EXERCISE AIM:
Below are the entries; return every line among them that holds the word "derive".

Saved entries
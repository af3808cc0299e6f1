use serde::{Deserialize, Serialize};

/// Contact details captured before an estimate is released.
///
/// Only emptiness is checked. Email and phone formats are not validated here;
/// a pricing backend may reject them with
/// [`ServiceError::Validation`](crate::service::ServiceError::Validation).
#[derive(Debug, Clone, Default, PartialEq, Eq, Serialize, Deserialize)]
pub struct ContactDetails {
    pub name: String,
    pub email: String,
    pub phone: String,
}

impl ContactDetails {
    pub fn new(
        name: impl Into<String>,
        email: impl Into<String>,
        phone: impl Into<String>,
    ) -> Self {
        Self {
            name: name.into(),
            email: email.into(),
            phone: phone.into(),
        }
    }

    /// True once all three fields are non-empty.
    pub fn is_complete(&self) -> bool {
        !self.name.is_empty() && !self.email.is_empty() && !self.phone.is_empty()
    }

    /// Names of the fields still empty, in form order.
    pub fn missing_fields(&self) -> Vec<&'static str> {
        let mut missing = Vec::new();
        if self.name.is_empty() {
            missing.push("name");
        }
        if self.email.is_empty() {
            missing.push("email");
        }
        if self.phone.is_empty() {
            missing.push("phone");
        }
        missing
    }

    /// First word of the name, used to greet the customer on the result.
    pub fn first_name(&self) -> &str {
        self.name.split_whitespace().next().unwrap_or("")
    }
}
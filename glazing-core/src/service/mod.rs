//! Asynchronous seams around the estimator.
//!
//! The wizard never computes a price inline. It hands a [`PricingRequest`] to
//! a [`PricingService`] and, once it reaches the result step, the host passes
//! the [`Estimate`](crate::models::Estimate) to an [`EstimateDispatcher`].

pub mod cancel;
pub mod dispatch;
pub mod pricing;

use serde::{Deserialize, Serialize};
use thiserror::Error;

use crate::models::{Material, Quantity, ServiceType};

pub use cancel::{CancelHandle, CancelSignal, cancellation, quote_cancellable};
pub use dispatch::{EstimateDispatcher, NoopDispatcher};
pub use pricing::{PricingService, SimulatedPricingService};

/// Failures a pricing or dispatch backend can report.
///
/// The `Display` text is what the customer sees after a rollback.
#[derive(Debug, Clone, Error, PartialEq, Eq)]
pub enum ServiceError {
    #[error("pricing service unavailable: {0}")]
    Unavailable(String),

    #[error("request cancelled")]
    Cancelled,

    #[error("invalid details: {0}")]
    Validation(String),
}

/// Snapshot of the selection sent to a pricing backend.
///
/// `ticket` identifies the request so a late answer for an abandoned request
/// can be told apart from the current one.
#[derive(Debug, Clone, PartialEq, Eq, Serialize, Deserialize)]
pub struct PricingRequest {
    pub ticket: u64,
    pub service: ServiceType,
    pub material: Material,
    pub quantity: Quantity,
}
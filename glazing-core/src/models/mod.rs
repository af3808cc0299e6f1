mod contact;
mod estimate;
mod material;
mod pounds;
mod quantity;
mod quote_request;
mod selection;
mod service_type;

pub use contact::ContactDetails;
pub use estimate::Estimate;
pub use material::Material;
pub(crate) use pounds::group_thousands;
pub use pounds::Pounds;
pub use quantity::Quantity;
pub use quote_request::{NewQuoteRequest, QuoteRequest, UnitPrice};
pub use selection::QuoteSelection;
pub use service_type::ServiceType;
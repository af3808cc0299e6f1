use std::time::Duration;

use async_trait::async_trait;
use tracing::debug;

use super::{PricingRequest, ServiceError};
use crate::calculations::PriceTable;
use crate::models::Pounds;

/// Produces the price for a [`PricingRequest`].
#[async_trait]
pub trait PricingService: Send + Sync {
    async fn quote(
        &self,
        request: &PricingRequest,
    ) -> Result<Pounds, ServiceError>;
}

/// Local stand-in for a remote pricing backend: waits a fixed delay, then
/// prices from a [`PriceTable`]. Only fails if the table overflows.
#[derive(Debug, Clone)]
pub struct SimulatedPricingService {
    delay: Duration,
    table: PriceTable,
}

impl SimulatedPricingService {
    pub const DEFAULT_DELAY: Duration = Duration::from_millis(1500);

    pub fn new(
        delay: Duration,
        table: PriceTable,
    ) -> Self {
        Self { delay, table }
    }

    pub fn delay(&self) -> Duration {
        self.delay
    }

    pub fn table(&self) -> &PriceTable {
        &self.table
    }
}

impl Default for SimulatedPricingService {
    fn default() -> Self {
        Self::new(Self::DEFAULT_DELAY, PriceTable::default())
    }
}

#[async_trait]
impl PricingService for SimulatedPricingService {
    async fn quote(
        &self,
        request: &PricingRequest,
    ) -> Result<Pounds, ServiceError> {
        debug!(
            ticket = request.ticket,
            service = request.service.as_str(),
            material = request.material.as_str(),
            quantity = request.quantity.get(),
            delay_ms = self.delay.as_millis() as u64,
            "pricing request"
        );
        tokio::time::sleep(self.delay).await;

        self.table
            .price(request.service, request.material, request.quantity)
            .map_err(|e| ServiceError::Unavailable(e.to_string()))
    }
}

REPLY:
#[derive(Debug, Clone, Default, PartialEq, Eq, Serialize, Deserialize)]
#[derive(Debug, Clone, Error, PartialEq, Eq)]
#[derive(Debug, Clone, PartialEq, Eq, Serialize, Deserialize)]
#[derive(Debug, Clone)]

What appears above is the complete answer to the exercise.